Look through the records below and give the number of lines holding the string "match", nothing more.
● ● ● ● ●
use std::sync::Arc;
use tokio::sync::mpsc;
use tracing::{debug, error, info, instrument, warn, Instrument};
use crate::clients::WizardClient;
use crate::domain::{BookingConfirmation, CustomerField, Product, ServiceId};
use crate::gateway::{BookingGateway, GatewayError};
use crate::messages::{WizardRequest, WizardResponse, WizardView};
use crate::wizard::{Stage, WizardError, WizardState};

/// Actor owning one open booking wizard.
///
/// The state is only ever touched from [`WizardService::run`], so requests
/// are applied one at a time in arrival order. The booking submission is the
/// one piece of work that leaves the actor: it runs in a spawned task and
/// comes back as [`WizardRequest::SubmissionSettled`].
pub struct WizardService {
    receiver: mpsc::Receiver<WizardRequest>,
    mailbox: mpsc::WeakSender<WizardRequest>,
    gateway: Arc<dyn BookingGateway>,
    state: WizardState,
    submitting: bool,
}

impl WizardService {
    pub fn new(buffer_size: usize, product: Product, gateway: Arc<dyn BookingGateway>) -> (Self, WizardClient) {
        let (sender, receiver) = mpsc::channel(buffer_size);
        let service = Self {
            receiver,
            mailbox: sender.downgrade(),
            gateway,
            state: WizardState::open(product),
            submitting: false,
        };
        (service, WizardClient::new(sender))
    }

    #[instrument(name = "wizard_service", skip(self), fields(product_code = %self.state.product().code))]
    pub async fn run(mut self) {
        info!("WizardService starting");

        while let Some(msg) = self.receiver.recv().await {
            match msg {
                WizardRequest::Advance { respond_to } => self.handle_advance(respond_to),
                WizardRequest::Retreat { respond_to } => self.handle_retreat(respond_to),
                WizardRequest::ToggleService { service_id, respond_to } => {
                    self.handle_toggle_service(service_id, respond_to);
                }
                WizardRequest::UpdateCustomerField { field, value, respond_to } => {
                    self.handle_update_customer_field(field, value, respond_to);
                }
                WizardRequest::BlurField { field, respond_to } => {
                    self.handle_blur_field(field, respond_to);
                }
                WizardRequest::View { respond_to } => {
                    let _ = respond_to.send(Ok(self.view()));
                }
                WizardRequest::SubmitBooking { respond_to } => {
                    self.handle_submit_booking(respond_to);
                }
                WizardRequest::SubmissionSettled { outcome, respond_to } => {
                    self.handle_submission_settled(outcome, respond_to);
                }
                WizardRequest::Close { respond_to } => {
                    if self.submitting {
                        warn!("Closing wizard with a submission in flight; its outcome will be ignored");
                    }
                    info!("WizardService closing");
                    let _ = respond_to.send(Ok(()));
                    break;
                }
            }
        }

        info!("WizardService stopped");
    }

    fn ensure_idle(&self) -> Result<(), WizardError> {
        if self.submitting {
            Err(WizardError::SubmissionInFlight)
        } else {
            Ok(())
        }
    }

    #[instrument(fields(stage = ?self.state.stage()), skip(self, respond_to))]
    fn handle_advance(&mut self, respond_to: WizardResponse<Stage>) {
        debug!("Processing advance request");
        let result = self.ensure_idle().and_then(|_| self.state.advance());
        match &result {
            Ok(stage) => info!(stage = ?stage, "Advanced"),
            Err(WizardError::InvalidCustomer(errors)) => {
                info!(invalid_fields = errors.len(), "Customer form incomplete; staying on stage")
            }
            Err(e) => debug!(error = %e, "Advance rejected"),
        }
        let _ = respond_to.send(result);
    }

    #[instrument(fields(stage = ?self.state.stage()), skip(self, respond_to))]
    fn handle_retreat(&mut self, respond_to: WizardResponse<Stage>) {
        debug!("Processing retreat request");
        let result = self.ensure_idle().map(|_| self.state.retreat());
        let _ = respond_to.send(result);
    }

    #[instrument(fields(service_id = %service_id), skip(self, respond_to))]
    fn handle_toggle_service(&mut self, service_id: ServiceId, respond_to: WizardResponse<bool>) {
        debug!("Processing toggle_service request");
        let result = self
            .ensure_idle()
            .and_then(|_| self.state.toggle_service(&service_id));
        if let Ok(selected) = &result {
            debug!(selected = *selected, total = self.state.selected().total_price(), "Selection changed");
        }
        let _ = respond_to.send(result);
    }

    #[instrument(fields(field = %field), skip(self, value, respond_to))]
    fn handle_update_customer_field(&mut self, field: CustomerField, value: String, respond_to: WizardResponse<()>) {
        debug!("Processing update_customer_field request");
        let result = self
            .ensure_idle()
            .and_then(|_| self.state.update_customer_field(field, value));
        let _ = respond_to.send(result);
    }

    #[instrument(fields(field = %field), skip(self, respond_to))]
    fn handle_blur_field(&mut self, field: CustomerField, respond_to: WizardResponse<Option<String>>) {
        debug!("Processing blur_field request");
        let result = self.ensure_idle().and_then(|_| self.state.blur_field(field));
        let _ = respond_to.send(result);
    }

    fn view(&self) -> WizardView {
        WizardView {
            stage: self.state.stage(),
            product: self.state.product().clone(),
            selected: self.state.selected().to_vec(),
            customer: self.state.customer().clone(),
            field_errors: self.state.field_errors().clone(),
            summary: self.state.summary(),
            submitting: self.submitting,
        }
    }

    /// **Background handler** - the spawned task owns `respond_to` and hands
    /// it back to the actor together with the outcome. If the wizard was
    /// closed in the meantime the message cannot be delivered, the outcome is
    /// dropped and the caller sees [`WizardError::Closed`].
    #[instrument(skip(self, respond_to))]
    fn handle_submit_booking(&mut self, respond_to: WizardResponse<BookingConfirmation>) {
        debug!("Processing submit_booking request");
        let request = match self.ensure_idle().and_then(|_| self.state.booking_request()) {
            Ok(request) => request,
            Err(e) => {
                debug!(error = %e, "Submission rejected");
                let _ = respond_to.send(Err(e));
                return;
            }
        };

        self.submitting = true;
        info!(items = request.products.len(), total = self.state.summary().total_price, "Submitting booking");

        let gateway = Arc::clone(&self.gateway);
        let mailbox = self.mailbox.clone();
        tokio::spawn(
            async move {
                let outcome = gateway.submit_booking(&request).await;
                let Some(sender) = mailbox.upgrade() else {
                    debug!("Wizard gone before submission settled; discarding outcome");
                    return;
                };
                if sender
                    .send(WizardRequest::SubmissionSettled { outcome, respond_to })
                    .await
                    .is_err()
                {
                    debug!("Wizard closed before submission settled; discarding outcome");
                }
            }
            .in_current_span(),
        );
    }

    #[instrument(skip(self, outcome, respond_to))]
    fn handle_submission_settled(
        &mut self,
        outcome: Result<BookingConfirmation, GatewayError>,
        respond_to: WizardResponse<BookingConfirmation>,
    ) {
        self.submitting = false;
        let result = match outcome {
            Ok(confirmation) => {
                info!("Booking confirmed");
                Ok(confirmation)
            }
            Err(e) => {
                error!(error = %e, "Booking submission failed; wizard stays on summary");
                Err(WizardError::Submission(e))
            }
        };
        let _ = respond_to.send(result);
    }
}

#[cfg(test)]
mod tests {
    use super::*;
    use crate::domain::Service;
    use crate::mock_framework::MockGateway;

    fn product() -> Product {
        Product::new("P1", "P1 name", 100.0).with_service(Service::new(1, "S1", "S1 name", 20.0))
    }

    #[tokio::test]
    async fn test_wizard_service_applies_transitions() -> Result<(), Box<dyn std::error::Error>> {
        let (service, client) = WizardService::new(10, product(), Arc::new(MockGateway::new()));
        let handle = tokio::spawn(service.run());

        assert_eq!(client.retreat().await?, Stage::ProductDetails);
        assert_eq!(client.advance().await?, Stage::ServiceSelection);
        assert!(client.toggle_service(ServiceId::from(1)).await?);

        let view = client.view().await?;
        assert_eq!(view.stage, Stage::ServiceSelection);
        assert_eq!(view.summary.total_price, 120.0);
        assert!(!view.submitting);

        client.close().await?;
        handle.await?;
        Ok(())
    }

    #[tokio::test]
    async fn test_requests_after_close_report_closed() {
        let (service, client) = WizardService::new(10, product(), Arc::new(MockGateway::new()));
        let handle = tokio::spawn(service.run());

        client.close().await.unwrap();
        handle.await.unwrap();

        assert_eq!(client.advance().await, Err(WizardError::Closed));
    }

    #[tokio::test]
    async fn test_actor_stops_when_last_client_dropped() {
        let (service, client) = WizardService::new(10, product(), Arc::new(MockGateway::new()));
        let handle = tokio::spawn(service.run());

        drop(client);
        handle.await.unwrap();
    }

    #[tokio::test]
    async fn test_submit_outside_summary_is_rejected_without_calling_gateway() {
        let gateway = Arc::new(MockGateway::new());
        let (service, client) = WizardService::new(10, product(), gateway.clone());
        tokio::spawn(service.run());

        let err = client.submit_booking().await.unwrap_err();
        assert_eq!(
            err,
            WizardError::NotAvailable { operation: "submit_booking", stage: Stage::ProductDetails }
        );
        assert!(gateway.requests().is_empty());
    }
}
● ● ● ● ●
[Worked solution] 4